» **AIM OF THE TASK**: A single number is the answer here: the count of lines in the data below that include the word "Deterministic".

Stored data entries:
- - - - - - -

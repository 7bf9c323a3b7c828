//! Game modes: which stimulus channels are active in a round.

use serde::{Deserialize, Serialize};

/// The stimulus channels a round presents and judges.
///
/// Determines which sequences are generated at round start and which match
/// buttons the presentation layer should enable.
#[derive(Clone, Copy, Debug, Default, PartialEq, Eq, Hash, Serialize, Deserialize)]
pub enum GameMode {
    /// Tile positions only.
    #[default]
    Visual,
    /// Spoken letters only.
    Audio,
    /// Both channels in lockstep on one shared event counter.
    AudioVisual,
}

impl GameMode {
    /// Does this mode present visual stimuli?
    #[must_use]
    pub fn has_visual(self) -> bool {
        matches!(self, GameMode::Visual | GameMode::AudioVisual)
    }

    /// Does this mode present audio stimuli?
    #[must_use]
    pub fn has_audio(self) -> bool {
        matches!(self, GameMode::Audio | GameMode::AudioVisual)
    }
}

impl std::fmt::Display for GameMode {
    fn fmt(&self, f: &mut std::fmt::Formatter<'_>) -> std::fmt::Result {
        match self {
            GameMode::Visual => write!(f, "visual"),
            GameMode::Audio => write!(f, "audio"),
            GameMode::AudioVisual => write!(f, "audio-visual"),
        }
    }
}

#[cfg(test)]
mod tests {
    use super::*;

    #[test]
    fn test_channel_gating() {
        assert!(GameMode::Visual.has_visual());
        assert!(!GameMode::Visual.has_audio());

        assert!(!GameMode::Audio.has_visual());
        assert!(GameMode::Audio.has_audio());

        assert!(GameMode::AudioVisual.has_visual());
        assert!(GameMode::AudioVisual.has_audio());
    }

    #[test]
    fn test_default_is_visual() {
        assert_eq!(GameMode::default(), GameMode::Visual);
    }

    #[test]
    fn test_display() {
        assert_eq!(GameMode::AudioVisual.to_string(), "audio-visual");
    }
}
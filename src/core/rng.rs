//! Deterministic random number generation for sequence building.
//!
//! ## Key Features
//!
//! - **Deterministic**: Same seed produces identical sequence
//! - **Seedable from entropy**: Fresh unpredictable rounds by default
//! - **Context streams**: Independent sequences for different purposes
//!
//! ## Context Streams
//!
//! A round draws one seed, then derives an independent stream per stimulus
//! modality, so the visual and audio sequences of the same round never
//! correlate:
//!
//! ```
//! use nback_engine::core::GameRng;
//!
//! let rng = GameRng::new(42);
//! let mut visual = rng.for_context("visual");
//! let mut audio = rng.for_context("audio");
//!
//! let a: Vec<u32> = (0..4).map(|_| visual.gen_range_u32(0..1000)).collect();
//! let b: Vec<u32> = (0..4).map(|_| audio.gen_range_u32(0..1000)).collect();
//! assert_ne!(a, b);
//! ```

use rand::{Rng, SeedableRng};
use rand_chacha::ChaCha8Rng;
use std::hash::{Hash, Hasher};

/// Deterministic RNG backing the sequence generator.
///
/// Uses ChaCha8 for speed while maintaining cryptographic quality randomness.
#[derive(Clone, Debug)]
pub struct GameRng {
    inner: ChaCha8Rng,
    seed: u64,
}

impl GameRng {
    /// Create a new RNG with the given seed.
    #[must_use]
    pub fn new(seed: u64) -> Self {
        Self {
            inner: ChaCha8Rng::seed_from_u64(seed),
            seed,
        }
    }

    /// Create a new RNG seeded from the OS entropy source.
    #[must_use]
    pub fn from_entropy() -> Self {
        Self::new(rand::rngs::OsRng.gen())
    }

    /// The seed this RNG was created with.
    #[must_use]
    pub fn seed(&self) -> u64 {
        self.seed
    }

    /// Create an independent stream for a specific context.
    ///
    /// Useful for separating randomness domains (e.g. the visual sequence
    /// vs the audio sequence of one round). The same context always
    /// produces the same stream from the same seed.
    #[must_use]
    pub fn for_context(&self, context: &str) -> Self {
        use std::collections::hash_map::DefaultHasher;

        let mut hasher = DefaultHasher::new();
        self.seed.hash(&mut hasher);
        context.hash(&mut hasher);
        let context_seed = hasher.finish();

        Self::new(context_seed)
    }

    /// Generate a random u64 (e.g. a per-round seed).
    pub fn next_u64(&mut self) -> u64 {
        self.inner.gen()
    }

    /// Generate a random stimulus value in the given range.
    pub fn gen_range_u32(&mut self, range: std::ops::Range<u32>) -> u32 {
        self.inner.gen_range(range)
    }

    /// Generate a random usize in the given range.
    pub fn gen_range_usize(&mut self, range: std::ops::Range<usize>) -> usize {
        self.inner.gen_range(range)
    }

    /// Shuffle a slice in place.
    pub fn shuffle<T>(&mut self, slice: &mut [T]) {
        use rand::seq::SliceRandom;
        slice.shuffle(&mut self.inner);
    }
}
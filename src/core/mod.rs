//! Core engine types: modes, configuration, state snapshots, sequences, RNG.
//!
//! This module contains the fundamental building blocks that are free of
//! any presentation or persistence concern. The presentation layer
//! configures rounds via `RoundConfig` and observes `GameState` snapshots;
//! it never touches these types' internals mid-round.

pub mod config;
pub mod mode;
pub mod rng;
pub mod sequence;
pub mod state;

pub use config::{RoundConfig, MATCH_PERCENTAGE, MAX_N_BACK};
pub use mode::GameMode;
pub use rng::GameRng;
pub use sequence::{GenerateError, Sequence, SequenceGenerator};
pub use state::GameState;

- - - - - - -

» **SOLVED EXERCISE**: 3